Study Rationale

Why has rhythm control therapy of AF not been effective in the prevention of deaths and stroke? This may in part be due to the fact that the tested interventions, mainly ion channelblocking drugs, may have proarrhythmic effects, especially in patients with left ventricular hypertrophy or severe heart failure. Proarrhythmia, however, is a relatively rare event, even in high-risk patient groups. More importantly, the rhythm control interventions used in the published trials were only moderately effective (e.g. sinus rhythm rates at the end of followup in the AFFIRM trial were 30% in the “rate control” group and 60% in the rhythm control group). It has been suspected that the negative outcome of rhythm control therapy in the AFFIRM trial is a consequence of “positive patient selection”; i.e. that enrolled patients were selected by having survived a phase of AF-related complications. Furthermore, the AF-CHF trial probably suffered from a similar bias by preferably enrolling patients without marked AF-related symptoms. Much of the atrial damage induced by AF was probably irreversible in the AF-CHF patients (e.g. 3.5% stroke, or 1% per year). Interestingly, stroke rates in AF-CHF were numerically smaller in the rhythm control group (3% vs. 4% 17), as well as in the dronedarone arm of the ATHENA trial. Furthermore, anticoagulant therapy was often withdrawn from patients in rhythm control arms, e.g. in the AFFIRM trial, based on the assumption that sinus rhythm was present, resulting in a potentially avoidable excess risk of ischemic stroke, potentially induced by asymptomatic recurrences of AF.

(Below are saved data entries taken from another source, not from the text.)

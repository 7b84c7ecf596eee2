//! Tool registry handlers
//!
//! Create, list, get, patch, and archive tools. A tool is created together
//! with its three access tiers; archiving is a soft delete so historical
//! access requests keep resolving.

use axum::{
    extract::{Path, Query, State},
    http::StatusCode,
    response::IntoResponse,
    Json,
};
use serde::{Deserialize, Serialize};
use std::sync::Arc;
use toolgate_core::models::{actions, Tool, ToolAccessLevel, ToolStatus};
use toolgate_core::{policy, AppError, CapacityReport};
use toolgate_db::ToolPatch;
use utoipa::ToSchema;
use uuid::Uuid;
use validator::Validate;

use crate::auth::authz::{require_capability, require_membership};
use crate::auth::SessionContext;
use crate::error::{HttpAppError, ValidatedJson};
use crate::state::AppState;

#[derive(Debug, Deserialize, Validate, ToSchema)]
pub struct CreateToolRequest {
    #[validate(length(min = 1, max = 255))]
    pub name: String,
    #[validate(url)]
    pub url: Option<String>,
    #[validate(length(max = 2000))]
    pub description: Option<String>,
    #[validate(length(max = 255))]
    pub category: Option<String>,
}

#[derive(Debug, Deserialize, Validate, ToSchema)]
pub struct UpdateToolRequest {
    #[validate(length(min = 1, max = 255))]
    pub name: Option<String>,
    #[validate(url)]
    pub url: Option<String>,
    #[validate(length(max = 2000))]
    pub description: Option<String>,
    #[validate(length(max = 255))]
    pub category: Option<String>,
    pub status: Option<ToolStatus>,
}

#[derive(Debug, Deserialize)]
pub struct ListToolsQuery {
    #[serde(default)]
    pub include_archived: bool,
}

/// Tool together with its access tiers.
#[derive(Debug, Serialize, ToSchema)]
pub struct ToolResponse {
    #[serde(flatten)]
    pub tool: Tool,
    pub access_levels: Vec<ToolAccessLevel>,
}

/// List the organization's tools
#[utoipa::path(
    get,
    path = "/api/organizations/{organization_id}/tools",
    params(
        ("organization_id" = Uuid, Path, description = "Organization id"),
        ("include_archived" = Option<bool>, Query, description = "Include archived tools")
    ),
    responses((status = 200, description = "Tools")),
    tag = "tools"
)]
#[tracing::instrument(skip(state, ctx))]
pub async fn list_tools(
    State(state): State<Arc<AppState>>,
    ctx: SessionContext,
    Path(organization_id): Path<Uuid>,
    Query(query): Query<ListToolsQuery>,
) -> Result<impl IntoResponse, HttpAppError> {
    require_membership(&state.db.membership_repository, organization_id, ctx.user_id).await?;

    let tools = state
        .db
        .tool_repository
        .list(organization_id, query.include_archived)
        .await?;

    Ok(Json(tools))
}

/// Register a tool with its three access tiers
#[utoipa::path(
    post,
    path = "/api/organizations/{organization_id}/tools",
    params(("organization_id" = Uuid, Path, description = "Organization id")),
    request_body = CreateToolRequest,
    responses(
        (status = 201, description = "Tool created", body = ToolResponse),
        (status = 400, description = "Tool limit reached or invalid input"),
        (status = 403, description = "Requires admin or owner")
    ),
    tag = "tools"
)]
#[tracing::instrument(skip(state, ctx, request))]
pub async fn create_tool(
    State(state): State<Arc<AppState>>,
    ctx: SessionContext,
    Path(organization_id): Path<Uuid>,
    ValidatedJson(request): ValidatedJson<CreateToolRequest>,
) -> Result<impl IntoResponse, HttpAppError> {
    let role =
        require_membership(&state.db.membership_repository, organization_id, ctx.user_id).await?;
    require_capability(role, policy::can_manage_tools)?;

    let subscription = state
        .db
        .subscription_repository
        .get_for_organization(organization_id)
        .await?
        .ok_or_else(|| AppError::Internal("Organization has no subscription".to_string()))?;
    let member_count = state
        .db
        .membership_repository
        .count_active(organization_id)
        .await?;
    let tool_count = state.db.tool_repository.count_active(organization_id).await?;
    let capacity = CapacityReport::evaluate(&subscription, member_count, tool_count);
    if !capacity.can_add_tool {
        return Err(AppError::LimitReached {
            resource: "Tool".to_string(),
            used: capacity.current_tools,
            limit: capacity.limits.tools,
        }
        .into());
    }

    let (tool, access_levels) = state
        .db
        .tool_repository
        .create(
            organization_id,
            request.name.trim(),
            request.url.as_deref(),
            request.description.as_deref(),
            request.category.as_deref(),
        )
        .await?;

    state.audit.record(
        organization_id,
        Some(ctx.user_id),
        actions::TOOL_CREATED,
        "tool",
        Some(tool.id),
        Some(serde_json::json!({ "name": tool.name })),
    );

    Ok((
        StatusCode::CREATED,
        Json(ToolResponse {
            tool,
            access_levels,
        }),
    ))
}

/// Get a tool with its access tiers
#[utoipa::path(
    get,
    path = "/api/organizations/{organization_id}/tools/{tool_id}",
    params(
        ("organization_id" = Uuid, Path, description = "Organization id"),
        ("tool_id" = Uuid, Path, description = "Tool id")
    ),
    responses(
        (status = 200, description = "Tool", body = ToolResponse),
        (status = 404, description = "Unknown tool")
    ),
    tag = "tools"
)]
#[tracing::instrument(skip(state, ctx))]
pub async fn get_tool(
    State(state): State<Arc<AppState>>,
    ctx: SessionContext,
    Path((organization_id, tool_id)): Path<(Uuid, Uuid)>,
) -> Result<impl IntoResponse, HttpAppError> {
    require_membership(&state.db.membership_repository, organization_id, ctx.user_id).await?;

    let tool = state
        .db
        .tool_repository
        .get(organization_id, tool_id)
        .await?
        .ok_or_else(|| AppError::NotFound("Tool not found".to_string()))?;
    let access_levels = state.db.tool_repository.get_levels(tool.id).await?;

    Ok(Json(ToolResponse {
        tool,
        access_levels,
    }))
}

/// Patch a tool; only supplied fields change
#[utoipa::path(
    patch,
    path = "/api/organizations/{organization_id}/tools/{tool_id}",
    params(
        ("organization_id" = Uuid, Path, description = "Organization id"),
        ("tool_id" = Uuid, Path, description = "Tool id")
    ),
    request_body = UpdateToolRequest,
    responses(
        (status = 200, description = "Updated tool"),
        (status = 400, description = "Empty patch or invalid input"),
        (status = 403, description = "Requires admin or owner"),
        (status = 404, description = "Unknown tool")
    ),
    tag = "tools"
)]
#[tracing::instrument(skip(state, ctx, request))]
pub async fn update_tool(
    State(state): State<Arc<AppState>>,
    ctx: SessionContext,
    Path((organization_id, tool_id)): Path<(Uuid, Uuid)>,
    ValidatedJson(request): ValidatedJson<UpdateToolRequest>,
) -> Result<impl IntoResponse, HttpAppError> {
    let role =
        require_membership(&state.db.membership_repository, organization_id, ctx.user_id).await?;
    require_capability(role, policy::can_manage_tools)?;

    let patch = ToolPatch {
        name: request.name,
        url: request.url,
        description: request.description,
        category: request.category,
        status: request.status,
    };
    let changed_fields = patch.changed_fields();

    let tool = state
        .db
        .tool_repository
        .update(organization_id, tool_id, &patch)
        .await?
        .ok_or_else(|| AppError::NotFound("Tool not found".to_string()))?;

    state.audit.record(
        organization_id,
        Some(ctx.user_id),
        actions::TOOL_UPDATED,
        "tool",
        Some(tool.id),
        Some(serde_json::json!({ "changed_fields": changed_fields })),
    );

    Ok(Json(tool))
}

/// Archive a tool (soft delete)
#[utoipa::path(
    delete,
    path = "/api/organizations/{organization_id}/tools/{tool_id}",
    params(
        ("organization_id" = Uuid, Path, description = "Organization id"),
        ("tool_id" = Uuid, Path, description = "Tool id")
    ),
    responses(
        (status = 200, description = "Tool archived"),
        (status = 403, description = "Requires admin or owner"),
        (status = 404, description = "Unknown or already archived tool")
    ),
    tag = "tools"
)]
#[tracing::instrument(skip(state, ctx))]
pub async fn archive_tool(
    State(state): State<Arc<AppState>>,
    ctx: SessionContext,
    Path((organization_id, tool_id)): Path<(Uuid, Uuid)>,
) -> Result<impl IntoResponse, HttpAppError> {
    let role =
        require_membership(&state.db.membership_repository, organization_id, ctx.user_id).await?;
    require_capability(role, policy::can_manage_tools)?;

    let archived = state
        .db
        .tool_repository
        .archive(organization_id, tool_id)
        .await?;
    if !archived {
        return Err(AppError::NotFound("Tool not found".to_string()).into());
    }

    state.audit.record(
        organization_id,
        Some(ctx.user_id),
        actions::TOOL_ARCHIVED,
        "tool",
        Some(tool_id),
        None,
    );

    #[derive(serde::Serialize)]
    struct ArchiveResponse {
        message: &'static str,
        id: Uuid,
    }

    Ok(Json(ArchiveResponse {
        message: "Tool archived",
        id: tool_id,
    }))
}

The causes underlying AF are multifactorial. AF itself causes marked changes in atrial electrophysiology (“electrical remodelling”) and in the molecular function and structure of the atria ("structural remodelling"). Ion channel-blocking antiarrhythmic drugs, the main intervention in the published “rhythm control” trials, may counter the “electrical remodelling”, but leave other mechanisms untouched. These vicious circles initiate and maintain AF, and contribute to AF-related complications.

The marked molecular and structural changes in the atria (“atrial cardiomyopathy”) induced by AF include calcium overload, atrial fibrosis, myolysis, myocellular hypertrophy, activation of the rennin-angiotensin system, and atrial contractile dysfunction. These profound changes may still be reversible during early phases of the arrhythmia, but provoke relevant and permanent atrial damage during later stages of AF.

Furthermore, many patients with AF suffer from focal triggering sources that initiate AF. These focal initiators can be treated by isolation of the pulmonary veins (“catheter ablation of AF”).

Taken together, insufficient, non-structured and delayed therapy of the multiple factors that lead to AF, maintain it, and cause its complications have most likely contributed to the limited efficacy of rhythm control interventions in the past “rhythm control strategy” trials. There is, hence, a growing need for a trial that tests whether a structured and early antiarrhythmic intervention is beneficial for AF patients. The tools for such an early AF therapy are available to clinical cardiologists, but have so far not been systematically applied to the AF patient population.

This trial protocol, therefore, suggests a controlled trial that tests the hypothesis that an early, standardized rhythm control therapy strategy can prevent cardiovascular outcomes attributable to AF. This therapeutic strategy will be compared to usual care as defined by the ACC/AHA/ESC guidelines for the treatment of AF.